The extra loss of wind tunnel driving means that Red Bull is heavily compromised compared to Mercedes, who get a lot of extra running as a result of third place in the Constructors’ Championship.
Under F1’s sporting regulations, as Constructors’ Champion, Red Bull would have been allowed to run 70 per cent of the full wind tunnel, equating to 224 runs within a single aerodynamic testing period, six of which are in a year.
Second-placed Ferrari should get 75% and 240 runs in that period, while Mercedes should get 80% and 256 runs.
But due to Red Bull’s drop, it now only gets 63% of the allotment and 202 runs.
This means that Mercedes gets about 27% more wind tunnel allowance and wind tunnel runs.
Speaking of the challenges of closing the gap to Red Bull this winter with the F1 cost cap, Mercedes boss Toto Wolff thinks the aerodynamic test deficit could be something that could have an impact.

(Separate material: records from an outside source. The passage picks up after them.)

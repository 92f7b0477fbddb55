//! Deterministic daily answer selection.
//!
//! The answer for a puzzle slot is `answers[seed % answers.len()]`, where
//! `seed` is the first 48 bits of `HMAC-SHA256(secret, "<dayKey>:<idx>")`.
//! Nothing is stored: the same inputs always give the same word, and nobody
//! without the secret can work out tomorrow's word. Reordering or resizing
//! the answers list changes past answers too.

use hmac::{Hmac, Mac};
use sha2::Sha256;

use crate::day_key::DayKey;
use crate::error::{PuzzleError, Result};

type HmacSha256 = Hmac<Sha256>;

pub const PUZZLE_NAMESPACE: &str = "wordle";

/// Bytes of digest used for the seed (48 bits).
const SEED_BYTES: usize = 6;

/// Opaque correlation token for a puzzle slot. Never used as entropy.
pub fn puzzle_id(day: &DayKey, idx: u32) -> String {
    format!("{PUZZLE_NAMESPACE}:{day}:{idx}")
}

/// First 48 bits of the keyed digest of `"<day>:<idx>"`, big-endian.
pub fn slot_seed(day: &DayKey, idx: u32, secret: &[u8]) -> Result<u64> {
    let mut mac = HmacSha256::new_from_slice(secret)
        .map_err(|_| PuzzleError::Configuration("secret is not a usable HMAC key".into()))?;
    mac.update(format!("{day}:{idx}").as_bytes());
    let digest = mac.finalize().into_bytes();
    Ok(digest[..SEED_BYTES]
        .iter()
        .fold(0u64, |acc, byte| (acc << 8) | u64::from(*byte)))
}

/// Index into an answers pool of `pool_size` words.
pub fn select_index(day: &DayKey, idx: u32, secret: &[u8], pool_size: usize) -> Result<usize> {
    if pool_size == 0 {
        return Err(PuzzleError::InvalidInput("no answers configured".into()));
    }
    Ok((slot_seed(day, idx, secret)? % pool_size as u64) as usize)
}

/// The answer for `(day, idx)`.
pub fn select_answer<'a>(
    day: &DayKey,
    idx: u32,
    secret: &[u8],
    answers: &'a [String],
) -> Result<&'a str> {
    let index = select_index(day, idx, secret, answers.len())?;
    Ok(answers[index].as_str())
}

Asked if a recovery was harder now that there was a spending cap, Wolff said: “I think it’s harder because you can’t really invest more to get the outcome out faster.

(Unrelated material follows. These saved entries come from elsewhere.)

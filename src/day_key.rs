//! UTC calendar days, the unit of puzzle rotation.
//!
//! A [`DayKey`] is always a real calendar date written as `YYYY-MM-DD`.
//! Day arithmetic goes through UTC midnight epoch milliseconds so local time
//! never leaks in.

use chrono::{DateTime, NaiveDate, NaiveTime, TimeDelta, Utc};
use serde::{Deserialize, Serialize};
use std::fmt;
use std::str::FromStr;

use crate::error::PuzzleError;

pub const MS_PER_DAY: i64 = 86_400_000;

const DAY_KEY_FORMAT: &str = "%Y-%m-%d";

#[derive(Debug, Clone, Copy, PartialEq, Eq, PartialOrd, Ord, Hash, Serialize, Deserialize)]
#[serde(try_from = "String", into = "String")]
pub struct DayKey(NaiveDate);

impl DayKey {
    pub fn from_date(date: NaiveDate) -> Self {
        Self(date)
    }

    /// The UTC calendar day containing `instant`.
    pub fn from_utc(instant: DateTime<Utc>) -> Self {
        Self(instant.date_naive())
    }

    pub fn date(&self) -> NaiveDate {
        self.0
    }

    /// Milliseconds since the epoch at 00:00:00 UTC of this day.
    pub fn utc_midnight_ms(&self) -> i64 {
        self.0.and_time(NaiveTime::MIN).and_utc().timestamp_millis()
    }

    pub fn from_utc_midnight_ms(ms: i64) -> Option<Self> {
        DateTime::<Utc>::from_timestamp_millis(ms).map(Self::from_utc)
    }

    /// Shift by whole days. `None` only at the edges of the representable range.
    pub fn checked_offset(&self, days: i64) -> Option<Self> {
        let delta = days.checked_mul(MS_PER_DAY)?;
        Self::from_utc_midnight_ms(self.utc_midnight_ms().checked_add(delta)?)
    }

    pub fn prev(&self) -> Option<Self> {
        self.checked_offset(-1)
    }

    pub fn next(&self) -> Option<Self> {
        self.checked_offset(1)
    }

    /// The `count` days before this one, most recent first.
    pub fn preceding(&self, count: usize) -> Vec<Self> {
        let count = i64::try_from(count).unwrap_or(i64::MAX);
        (1..=count)
            .map_while(|back| self.checked_offset(-back))
            .collect()
    }

    /// True when this day's UTC midnight is strictly earlier than `other`'s.
    pub fn is_before(&self, other: &DayKey) -> bool {
        self.utc_midnight_ms() < other.utc_midnight_ms()
    }
}

/// Exact `NNNN-NN-NN` shape check; calendar validity is left to chrono.
fn has_day_key_shape(raw: &str) -> bool {
    let bytes = raw.as_bytes();
    bytes.len() == 10
        && bytes.iter().enumerate().all(|(i, b)| match i {
            4 | 7 => *b == b'-',
            _ => b.is_ascii_digit(),
        })
}

impl FromStr for DayKey {
    type Err = PuzzleError;

    fn from_str(raw: &str) -> Result<Self, Self::Err> {
        let trimmed = raw.trim();
        if !has_day_key_shape(trimmed) {
            return Err(PuzzleError::InvalidInput(format!(
                "day key '{trimmed}' is not YYYY-MM-DD"
            )));
        }
        NaiveDate::parse_from_str(trimmed, DAY_KEY_FORMAT)
            .map(Self)
            .map_err(|_| PuzzleError::InvalidInput(format!("day key '{trimmed}' is not a calendar date")))
    }
}

impl TryFrom<String> for DayKey {
    type Error = PuzzleError;

    fn try_from(value: String) -> Result<Self, Self::Error> {
        value.parse()
    }
}

impl From<DayKey> for String {
    fn from(day: DayKey) -> Self {
        day.to_string()
    }
}

impl fmt::Display for DayKey {
    fn fmt(&self, f: &mut fmt::Formatter<'_>) -> fmt::Result {
        write!(f, "{}", self.0.format(DAY_KEY_FORMAT))
    }
}

/// Source of "now" for the service. The server day is never taken from a client.
pub trait Clock: Send + Sync {
    fn now(&self) -> DateTime<Utc>;

    fn today(&self) -> DayKey {
        DayKey::from_utc(self.now())
    }
}

#[derive(Debug, Default, Clone, Copy)]
pub struct SystemClock;

impl Clock for SystemClock {
    fn now(&self) -> DateTime<Utc> {
        Utc::now()
    }
}

/// A clock frozen at one instant, for tests and replaying a given day.
#[derive(Debug, Clone, Copy)]
pub struct FixedClock(pub DateTime<Utc>);

impl FixedClock {
    /// Noon UTC on `day`.
    pub fn on(day: DayKey) -> Self {
        Self(day.date().and_time(NaiveTime::MIN).and_utc() + TimeDelta::hours(12))
    }
}

impl Clock for FixedClock {
    fn now(&self) -> DateTime<Utc> {
        self.0
    }
}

“But I think how the aerodynamic regulations are designed, and the penalty they got, it’s 25% less wind tunnel and that could have an effect,” Wolff said.
“The way the regulations, the ATR restrictions, are set means there are teams that are further back and can really take a big leap compared to the front runners.
Red Bull wind tunnel
Photo by: Red Bull Content Pool
“That is also why we will see championships much closer in the future, because if you are last you have 40% more.
“So that’s clearly an advantage that you should take advantage of. Is it a given that we can use it? Who knows?
“She [Red Bull] are a brilliant racing team. It will give them extra motivation and against Ferrari that is seven percent. But it’s about marginal gains and we’ve been a bit closer to Ferrari in the last quarter of the season.”
Mercedes was held back this year by pausing development of its W13 as it sought solutions to the car’s porpoise problems early in the season.
But once it got the hang of the core issues, it was able to make quick improvements and managed to dominate the Brazilian Grand Prix weekend, with George Russell winning both the sprint and main Grands Prix.
Asked if strong form at the end of the season had given Mercedes confidence to fight at the front again next year, Wolff said: “I never have confidence.
“I am a man with a glass half empty, and I never really believe that the work we do is good enough. I’m not at all sure we can bounce back to a position where we’re fighting for championships because you have to recognize that the competition is strong.
“But we will do everything in our power, everything, to set our goals high and try to achieve them.”